A PALAVRA DA COMISSÃO DE CONTROLE DE DOPING
No esporte de alto rendimento, o uso de suplementos alimentares é um tema que exige extrema cautela, pois existe risco concreto de contaminação com substâncias da Lista Proibida.
Alguns suplementos podem conter substâncias proibidas como DIURÉTICOS | ESTIMULANTES | ANABOLIZANTES | HORMÔNIOS que nem sempre estão declarados no rótulo.
Importante saber que o Código Mundial Antidopagem WADA-AMA 2021 e FIFA Anti-Doping Regulations 2021, apresentam a regra da Responsabilidade Objetiva, ou seja, o(a) jogador(a) é responsável por toda substância que for encontrada em seu organismo.
Além dos suplementos alimentares tradicionais, cresce também o interesse por produtos voltados para emagrecimento, termogênicos, estimulantes de performance, frequentemente apresentados como naturais ou bioidênticos.
O fato é que produtos naturais ou bioidênticos, podem conter substâncias proibidas como estimulantes, análogos de anfetaminas, hormônios ou precursores hormonais, diuréticos, anabolizantes, etc, resultando em potencial risco à saúde como também a possibilidade de um resultado analítico adverso, doping após um controle de dopagem.

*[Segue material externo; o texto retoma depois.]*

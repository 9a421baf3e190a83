//! Query layer for LightBnB.
//!
//! Six operations make up the data-access surface consumed by the web
//! server:
//!
//! | Operation | Returns |
//! |-----------|---------|
//! | [`get_user_with_email`] | `Option<User>` |
//! | [`get_user_with_id`] | `Option<User>` |
//! | [`add_user`] | the stored `User` |
//! | [`get_all_reservations`] | past reservations with property and rating |
//! | [`get_all_properties`] | filtered properties with average rating |
//! | [`add_property`] | the stored `Property` |
//!
//! Each is a synchronous function over a `rusqlite::Connection` that issues
//! a single parameterised statement. [`Store`] exposes the same operations as
//! async methods over an owned pool.
//!
//! # Failure signalling
//!
//! Absence is a value (`Ok(None)`, `Ok(vec![])`) and every failure is an
//! `Err(QueryError)`. Nothing is logged and swallowed at this layer; callers
//! decide how to report errors.
//!
//! ```rust,ignore
//! use lightbnb_query::{get_all_properties, PropertyFilter, DEFAULT_LIMIT};
//!
//! let filter = PropertyFilter {
//!     city: Some("#Vancouver".to_string()),
//!     minimum_rating: Some(4.0),
//!     ..PropertyFilter::default()
//! };
//! let listings = get_all_properties(&conn, &filter, DEFAULT_LIMIT)?;
//! ```

mod error;
mod properties;
mod reservations;
mod store;
mod users;

pub use error::QueryError;
pub use properties::{add_property, get_all_properties, PropertyFilter, PropertySearch};
pub use reservations::{get_all_reservations, get_reservations_before};
pub use store::Store;
pub use users::{add_user, get_user_with_email, get_user_with_id};

/// Row bound used when the caller does not pick one.
pub const DEFAULT_LIMIT: u32 = 10;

Outro ponto de atenção são as infusões endovenosas de vitaminas, aminoácidos ou compostos energéticos, popularizadas em clínicas e ambientes esportivos, que além de carecerem de evidência científica robusta, essas práticas podem violar as Normas Antidopagem, por exemplo quando administradas em volumes superiores aos limites permitidos (100 ml à cada 12 horas).
Diante desse cenário, a recomendação da Comissão de Controle de Doping da CBF é: Para atletas do alto rendimento, a decisão de utilizar qualquer suplemento deve ser tomada com parcimônia, somente com indicação e avaliação médica e nutricional, de preferência da sua equipe, considerando sempre as possíveis implicações para a saúde e para a carreira esportiva.